=== What this task involves ===
Collect each line of the entries that holds the string "durations".

=== Records for processing ===
------------------------------------------------------------------------
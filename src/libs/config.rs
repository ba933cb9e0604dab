//! Configuration management for neetplan.
//!
//! The configuration is a small JSON document stored next to the profile
//! databases in the data directory resolved by [`DataStorage`]. It records the
//! active profile, the exam calendar the planner works against and the pomodoro
//! durations.
//!
//! ## Storage
//!
//! - **Linux**: `~/.local/share/neetplan/config.json`
//! - **macOS**: `~/Library/Application Support/neetplan/config.json`
//! - **Windows**: `%LOCALAPPDATA%\neetplan\config.json`
//! - `NEETPLAN_DATA_DIR` overrides the directory on every platform.
//!
//! A missing file is not an error: [`Config::read`] returns the defaults.
//!
//! ## Usage
//!
//! ```rust,no_run
//! use neetplan::libs::config::Config;
//!
//! let mut config = Config::read()?;
//! config.profile = Some("asha".to_string());
//! config.save()?;
//! # Ok::<(), anyhow::Error>(())
//! ```

use super::data_storage::DataStorage;
use super::error::PlannerError;
use anyhow::Result;
use chrono::NaiveDate;
use serde::{Deserialize, Serialize};
use std::fs::{self, File};

pub const CONFIG_FILE_NAME: &str = "config.json";

/// Longest focus or break interval accepted, one day.
pub const MAX_POMODORO_MINUTES: u32 = 24 * 60;

/// NEET 2025 exam day.
pub const DEFAULT_EXAM_DATE: NaiveDate = ymd(2025, 5, 4);
/// Theory phase cutoff for NEET 2025.
pub const DEFAULT_THEORY_DEADLINE: NaiveDate = ymd(2025, 4, 1);

const fn ymd(year: i32, month: u32, day: u32) -> NaiveDate {
    match NaiveDate::from_ymd_opt(year, month, day) {
        Some(date) => date,
        None => panic!("invalid calendar constant"),
    }
}

/// Exam calendar used by the plan generator and the countdown.
///
/// The theory deadline splits a study window into a theory phase and a
/// practice phase; the exam date caps the end of any study window.
#[derive(Serialize, Deserialize, Clone, Copy, Debug, PartialEq, Eq)]
pub struct ExamConfig {
    /// Day of the exam. Study windows never extend past it.
    pub exam_date: NaiveDate,
    /// Last day of the theory phase; only practice is scheduled after it.
    pub theory_deadline: NaiveDate,
}

/// Pomodoro durations in minutes.
#[derive(Serialize, Deserialize, Clone, Copy, Debug, PartialEq, Eq)]
pub struct PomodoroConfig {
    pub focus_minutes: u32,
    pub break_minutes: u32,
}

#[derive(Serialize, Deserialize, Clone, Debug, PartialEq, Default)]
pub struct Config {
    /// Active profile. Selects the database file; commands refuse to run without it.
    #[serde(skip_serializing_if = "Option::is_none")]
    pub profile: Option<String>,

    #[serde(default)]
    pub exam: ExamConfig,

    #[serde(skip_serializing_if = "Option::is_none")]
    pub pomodoro: Option<PomodoroConfig>,
}

impl Default for ExamConfig {
    /// NEET 2025: exam on 4 May, theory wrapped up by 1 April.
    fn default() -> Self {
        ExamConfig {
            exam_date: DEFAULT_EXAM_DATE,
            theory_deadline: DEFAULT_THEORY_DEADLINE,
        }
    }
}

impl Default for PomodoroConfig {
    fn default() -> Self {
        PomodoroConfig {
            focus_minutes: 25,
            break_minutes: 5,
        }
    }
}

impl PomodoroConfig {
    /// Both intervals must lie within `1..=MAX_POMODORO_MINUTES`.
    pub fn validate(&self) -> Result<(), PlannerError> {
        for (label, minutes) in [("focus", self.focus_minutes), ("break", self.break_minutes)] {
            if minutes == 0 || minutes > MAX_POMODORO_MINUTES {
                return Err(PlannerError::validation(format!(
                    "{} must be between 1 and {} minutes, got {}",
                    label, MAX_POMODORO_MINUTES, minutes
                )));
            }
        }
        Ok(())
    }
}

impl Config {
    /// Reads the configuration from the default data directory.
    pub fn read() -> Result<Config> {
        Self::read_from(&DataStorage::new())
    }

    /// Reads the configuration from `storage`, falling back to defaults when no file exists.
    ///
    /// # Errors
    ///
    /// Returns an error if the file exists but cannot be read or parsed.
    pub fn read_from(storage: &DataStorage) -> Result<Config> {
        let config_file_path = storage.get_path(CONFIG_FILE_NAME)?;

        if !config_file_path.exists() {
            return Ok(Config::default());
        }

        let config_str = fs::read_to_string(config_file_path)?;
        let config: Config = serde_json::from_str(&config_str)?;
        Ok(config)
    }

    /// Saves the configuration to the default data directory.
    pub fn save(&self) -> Result<()> {
        self.save_to(&DataStorage::new())
    }

    /// Writes pretty-printed JSON, overwriting any existing file.
    pub fn save_to(&self, storage: &DataStorage) -> Result<()> {
        let config_file_path = storage.get_path(CONFIG_FILE_NAME)?;
        let config_file = File::create(config_file_path)?;
        serde_json::to_writer_pretty(&config_file, &self)?;
        Ok(())
    }

    pub fn pomodoro(&self) -> PomodoroConfig {
        self.pomodoro.unwrap_or_default()
    }
}

#[cfg(test)]
mod tests {
    use super::*;

    #[test]
    fn test_exam_defaults() {
        let exam = ExamConfig::default();
        assert_eq!(exam.exam_date.to_string(), "2025-05-04");
        assert_eq!(exam.theory_deadline.to_string(), "2025-04-01");
    }

    #[test]
    fn test_missing_exam_section_uses_defaults() {
        let config: Config = serde_json::from_str(r#"{"profile":"asha"}"#).unwrap();
        assert_eq!(config.profile.as_deref(), Some("asha"));
        assert_eq!(config.exam, ExamConfig::default());
        assert_eq!(config.pomodoro(), PomodoroConfig::default());
    }

    #[test]
    fn test_pomodoro_minutes_bounds() {
        let config = |focus_minutes, break_minutes| PomodoroConfig {
            focus_minutes,
            break_minutes,
        };
        assert!(PomodoroConfig::default().validate().is_ok());
        assert!(config(MAX_POMODORO_MINUTES, 1).validate().is_ok());
        assert!(config(MAX_POMODORO_MINUTES + 1, 5).validate().is_err());
        assert!(config(25, 80_000_000).validate().is_err());
        assert!(config(0, 5).validate().is_err());
        assert!(config(25, 0).validate().is_err());
    }
}
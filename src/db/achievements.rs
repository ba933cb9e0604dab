use crate::libs::error::{PlannerError, Result};
use chrono::Local;
use rusqlite::{params, Connection};

const UNLOCK: &str = "INSERT OR IGNORE INTO achievements (key, unlocked_at) VALUES (?1, ?2)";
const SELECT_KEYS: &str = "SELECT key FROM achievements ORDER BY unlocked_at, key";

/// Unlocked achievement keys. A key is stored at most once.
pub struct Achievements<'a> {
    conn: &'a Connection,
}

impl<'a> Achievements<'a> {
    pub fn new(conn: &'a Connection) -> Self {
        Achievements { conn }
    }

    /// Returns `false` when `key` was already unlocked.
    pub fn unlock(&mut self, key: &str) -> Result<bool> {
        let changed = self
            .conn
            .execute(UNLOCK, params![key, Local::now()])
            .map_err(|e| PlannerError::persistence("unlock achievement", e))?;
        Ok(changed > 0)
    }

    pub fn unlocked(&self) -> Result<Vec<String>> {
        let mut stmt = self
            .conn
            .prepare(SELECT_KEYS)
            .map_err(|e| PlannerError::persistence("load achievements", e))?;
        let keys = stmt
            .query_map([], |row| row.get(0))
            .and_then(|rows| rows.collect::<rusqlite::Result<Vec<String>>>())
            .map_err(|e| PlannerError::persistence("load achievements", e))?;
        Ok(keys)
    }
}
------------------------------------------------------------------------
=== Written response ===
//! durations.
/// Pomodoro durations in minutes.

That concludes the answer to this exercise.